Through his work at Colonial, Jones encourages young people to take church-sponsored short-term missions. Several have done so and gone on to become career missionaries. He also helps missionaries on furlough receive additional training so their mission work can be more effective.
Once a year, Jones becomes a missionary himself. Last year, he was in Paris, handing out Bibles and Christian audio cassettes to Muslims who were boarding ferry boats to vacation in North Africa. He is unapologetic about the Gospel and the truth of Scripture.
“Our culture has influenced people’s hearts,” Jones said. “I can tell they feel deeply about the issues. They start feeling that they must have so much compassion for the problems we have in our society. Their obedience to God wanes and they become more active in the culture. Following the culture becomes more important than sticking to the truth of Scripture. Then we see them start the process of thinking that Scripture really isn’t at all what it means to be.
“That really grieves me.”
Jones is a native Kansan. He was reared in a Christian family with a commitment to missions.
He finished his degree work and ROTC training at Wichita State University at the age of 19, then decided to spend two years teaching high school and attending graduate school so that he would be 21 before taking his commission in the U.S. Air Force.
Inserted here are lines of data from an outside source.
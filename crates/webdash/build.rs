use std::fs;
use std::path::{Path, PathBuf};

use clap::CommandFactory;

// cli.rs only depends on clap + clap_complete, both build-dependencies.
#[path = "src/cli.rs"]
mod cli;

fn main() {
    println!("cargo::rerun-if-changed=src/cli.rs");

    let out_dir: PathBuf = std::env::var_os("OUT_DIR")
        .expect("OUT_DIR not set by Cargo")
        .into();
    let man_dir = out_dir.join("man");
    fs::create_dir_all(&man_dir).expect("failed to create man output directory");

    generate_manpages(&cli::Cli::command(), &man_dir);
}

/// One page per command, recursing into visible subcommands.
fn generate_manpages(cmd: &clap::Command, dir: &Path) {
    let name = cmd.get_name().to_owned();
    let path = dir.join(format!("{name}.1"));

    let mut buf = Vec::new();
    clap_mangen::Man::new(cmd.clone())
        .render(&mut buf)
        .unwrap_or_else(|e| panic!("failed to render man page for `{name}`: {e}"));
    fs::write(&path, buf).unwrap_or_else(|e| panic!("failed to write {}: {e}", path.display()));

    for sub in cmd.get_subcommands().filter(|s| !s.is_hide_set()) {
        let sub = sub.clone().name(format!("{name}-{}", sub.get_name()));
        generate_manpages(&sub, dir);
    }
}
He served six years of active duty as aide-de-camp to the commanding general, U.S. Air Forces Southern Command in Latin America, and as protocol and liaison officer, Inter-American Defense Board in Washington, D.C.
His assignments reflected his fluency in Spanish, a language he learned while he was growing up in Wichita. Jones also speaks French, Italian, Portuguese and some Dutch.
After his active duty, Jones spent 15 years in the Kansas Air National Guard, from which he retired in 1989.
Jones and his wife Kay both enjoy international travel and working with foreign exchange students through Colonial Presbyterian, where both are ordained elders. They currently host a student from Bulgaria who attends the University of Kansas.
Jones said Robert L. Howard of Wichita, chairman of the Presbyterian Lay Committee, is responsible for getting him involved in the ministry of the Presbyterian Lay Committee.
Before he moved to Kansas City, Jones was a member of Eastminster Presbyterian Church in Wichita, where Howard was one of the leaders in his congregation’s mission outreach. He said Howard urged him to become a director of the Presbyterian Lay Committee to provide leadership at a national level of the Presbyterian Church (USA). Jones accepted the Lay Committee’s invitation to become a director in 1998.
Outside activities include family time with his wife, children and grandchildren.